# [Prompt]
Set down exactly the first line of the entries and every line after it, through the line with "create-or-reuse the connected account".

Dataset items:
::::::

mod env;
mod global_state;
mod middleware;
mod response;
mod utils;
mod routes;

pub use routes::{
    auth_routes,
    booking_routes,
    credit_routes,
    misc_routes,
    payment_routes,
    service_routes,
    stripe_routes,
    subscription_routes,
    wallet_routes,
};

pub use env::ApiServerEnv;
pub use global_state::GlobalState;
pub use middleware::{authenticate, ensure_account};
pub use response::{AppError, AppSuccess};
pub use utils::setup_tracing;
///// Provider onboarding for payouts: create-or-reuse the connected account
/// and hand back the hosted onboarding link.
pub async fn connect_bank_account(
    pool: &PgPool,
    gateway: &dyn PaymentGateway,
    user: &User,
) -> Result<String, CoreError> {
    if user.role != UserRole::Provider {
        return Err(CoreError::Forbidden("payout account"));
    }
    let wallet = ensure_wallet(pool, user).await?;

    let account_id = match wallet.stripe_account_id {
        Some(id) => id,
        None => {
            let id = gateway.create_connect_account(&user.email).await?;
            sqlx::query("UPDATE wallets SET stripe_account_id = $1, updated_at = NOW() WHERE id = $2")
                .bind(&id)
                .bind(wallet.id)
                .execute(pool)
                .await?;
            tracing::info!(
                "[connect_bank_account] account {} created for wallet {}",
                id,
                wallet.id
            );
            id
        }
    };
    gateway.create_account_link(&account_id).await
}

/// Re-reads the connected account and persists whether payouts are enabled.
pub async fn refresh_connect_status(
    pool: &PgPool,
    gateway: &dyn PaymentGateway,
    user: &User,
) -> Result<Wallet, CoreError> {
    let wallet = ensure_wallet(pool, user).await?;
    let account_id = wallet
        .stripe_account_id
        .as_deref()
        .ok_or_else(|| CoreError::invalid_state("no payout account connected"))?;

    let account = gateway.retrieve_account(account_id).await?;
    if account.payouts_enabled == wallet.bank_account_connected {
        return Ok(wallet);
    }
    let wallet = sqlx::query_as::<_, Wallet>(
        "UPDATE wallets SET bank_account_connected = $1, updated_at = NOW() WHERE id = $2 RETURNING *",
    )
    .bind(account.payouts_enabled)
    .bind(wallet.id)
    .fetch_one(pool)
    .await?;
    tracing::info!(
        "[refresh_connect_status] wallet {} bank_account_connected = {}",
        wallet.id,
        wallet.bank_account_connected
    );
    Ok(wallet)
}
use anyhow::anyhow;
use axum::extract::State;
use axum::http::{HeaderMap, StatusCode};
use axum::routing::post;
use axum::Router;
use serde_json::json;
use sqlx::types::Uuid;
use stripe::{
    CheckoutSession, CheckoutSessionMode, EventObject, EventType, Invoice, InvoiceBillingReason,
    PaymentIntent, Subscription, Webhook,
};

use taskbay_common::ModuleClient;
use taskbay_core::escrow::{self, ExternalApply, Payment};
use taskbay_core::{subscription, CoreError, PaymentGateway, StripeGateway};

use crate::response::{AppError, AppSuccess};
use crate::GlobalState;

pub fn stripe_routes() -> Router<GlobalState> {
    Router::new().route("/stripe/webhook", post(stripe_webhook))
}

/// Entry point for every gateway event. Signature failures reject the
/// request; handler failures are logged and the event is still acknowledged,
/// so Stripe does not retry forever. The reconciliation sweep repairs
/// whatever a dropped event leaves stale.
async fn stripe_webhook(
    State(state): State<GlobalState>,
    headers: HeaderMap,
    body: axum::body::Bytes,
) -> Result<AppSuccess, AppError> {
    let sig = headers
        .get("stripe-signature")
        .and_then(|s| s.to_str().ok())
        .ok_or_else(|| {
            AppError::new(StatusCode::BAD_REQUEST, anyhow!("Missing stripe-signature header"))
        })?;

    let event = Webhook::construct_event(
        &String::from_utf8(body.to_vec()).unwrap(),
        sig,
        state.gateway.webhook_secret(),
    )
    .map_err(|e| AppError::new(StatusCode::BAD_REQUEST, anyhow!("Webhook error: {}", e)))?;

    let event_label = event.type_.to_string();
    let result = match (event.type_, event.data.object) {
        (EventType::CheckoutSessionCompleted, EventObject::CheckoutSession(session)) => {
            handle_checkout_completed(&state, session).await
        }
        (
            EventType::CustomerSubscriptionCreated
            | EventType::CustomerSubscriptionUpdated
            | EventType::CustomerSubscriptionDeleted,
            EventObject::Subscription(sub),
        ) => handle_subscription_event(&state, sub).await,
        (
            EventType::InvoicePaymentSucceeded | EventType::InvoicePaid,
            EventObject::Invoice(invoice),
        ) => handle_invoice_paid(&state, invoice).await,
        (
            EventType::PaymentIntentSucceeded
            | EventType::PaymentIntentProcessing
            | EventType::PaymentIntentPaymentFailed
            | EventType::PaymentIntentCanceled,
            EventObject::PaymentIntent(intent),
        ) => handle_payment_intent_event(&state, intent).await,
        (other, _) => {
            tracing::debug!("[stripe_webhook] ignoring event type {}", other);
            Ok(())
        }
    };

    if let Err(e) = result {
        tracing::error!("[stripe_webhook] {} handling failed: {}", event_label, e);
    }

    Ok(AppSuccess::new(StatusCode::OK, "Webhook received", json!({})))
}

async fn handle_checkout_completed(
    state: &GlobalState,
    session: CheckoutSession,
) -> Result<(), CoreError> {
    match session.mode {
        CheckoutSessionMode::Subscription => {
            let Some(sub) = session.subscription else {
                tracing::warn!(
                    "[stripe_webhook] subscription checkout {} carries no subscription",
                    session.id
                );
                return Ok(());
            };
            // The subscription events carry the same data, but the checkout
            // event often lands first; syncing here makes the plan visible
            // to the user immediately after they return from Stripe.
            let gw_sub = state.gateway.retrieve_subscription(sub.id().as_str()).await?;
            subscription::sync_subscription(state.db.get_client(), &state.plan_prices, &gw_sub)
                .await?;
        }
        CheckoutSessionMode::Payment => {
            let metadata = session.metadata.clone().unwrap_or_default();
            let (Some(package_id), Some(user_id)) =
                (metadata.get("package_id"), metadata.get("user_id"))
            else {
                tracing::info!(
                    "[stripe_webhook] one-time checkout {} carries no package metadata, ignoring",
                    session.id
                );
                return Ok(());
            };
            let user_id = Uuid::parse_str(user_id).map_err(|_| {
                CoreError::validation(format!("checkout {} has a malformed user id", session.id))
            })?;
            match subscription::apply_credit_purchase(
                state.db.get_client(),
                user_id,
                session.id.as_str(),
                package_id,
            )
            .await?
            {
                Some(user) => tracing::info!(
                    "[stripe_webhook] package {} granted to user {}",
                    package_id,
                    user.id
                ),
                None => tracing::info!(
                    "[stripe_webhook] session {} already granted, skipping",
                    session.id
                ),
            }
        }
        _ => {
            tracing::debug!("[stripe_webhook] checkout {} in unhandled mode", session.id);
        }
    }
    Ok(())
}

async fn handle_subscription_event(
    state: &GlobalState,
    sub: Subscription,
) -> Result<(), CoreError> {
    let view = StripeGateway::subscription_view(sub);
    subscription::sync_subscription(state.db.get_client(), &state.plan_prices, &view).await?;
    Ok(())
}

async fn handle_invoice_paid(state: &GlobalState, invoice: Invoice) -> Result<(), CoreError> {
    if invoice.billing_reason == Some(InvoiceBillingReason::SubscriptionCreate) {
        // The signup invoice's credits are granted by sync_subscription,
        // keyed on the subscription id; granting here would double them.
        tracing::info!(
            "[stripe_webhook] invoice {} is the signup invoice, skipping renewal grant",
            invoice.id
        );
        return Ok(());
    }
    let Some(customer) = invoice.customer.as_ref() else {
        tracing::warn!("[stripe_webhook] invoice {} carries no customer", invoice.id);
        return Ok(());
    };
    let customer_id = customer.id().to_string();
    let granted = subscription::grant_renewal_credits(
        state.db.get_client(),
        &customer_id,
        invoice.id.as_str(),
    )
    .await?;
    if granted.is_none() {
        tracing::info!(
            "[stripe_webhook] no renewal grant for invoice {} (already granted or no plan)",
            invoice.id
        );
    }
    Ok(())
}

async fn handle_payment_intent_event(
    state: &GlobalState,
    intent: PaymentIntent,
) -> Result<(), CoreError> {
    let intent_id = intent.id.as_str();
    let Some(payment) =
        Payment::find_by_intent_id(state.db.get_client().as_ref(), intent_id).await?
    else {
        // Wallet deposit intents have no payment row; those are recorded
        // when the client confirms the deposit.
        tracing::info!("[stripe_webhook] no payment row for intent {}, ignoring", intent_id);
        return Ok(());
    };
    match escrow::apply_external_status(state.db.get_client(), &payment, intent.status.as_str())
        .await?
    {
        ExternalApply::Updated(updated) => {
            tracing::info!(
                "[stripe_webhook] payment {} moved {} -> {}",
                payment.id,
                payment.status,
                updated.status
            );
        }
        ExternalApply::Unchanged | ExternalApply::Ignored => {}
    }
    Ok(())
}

::::::

# [Written reply]
mod env;
mod global_state;
mod middleware;
mod response;
mod utils;
mod routes;

pub use routes::{
    auth_routes,
    booking_routes,
    credit_routes,
    misc_routes,
    payment_routes,
    service_routes,
    stripe_routes,
    subscription_routes,
    wallet_routes,
};

pub use env::ApiServerEnv;
pub use global_state::GlobalState;
pub use middleware::{authenticate, ensure_account};
pub use response::{AppError, AppSuccess};
pub use utils::setup_tracing;
///// Provider onboarding for payouts: create-or-reuse the connected account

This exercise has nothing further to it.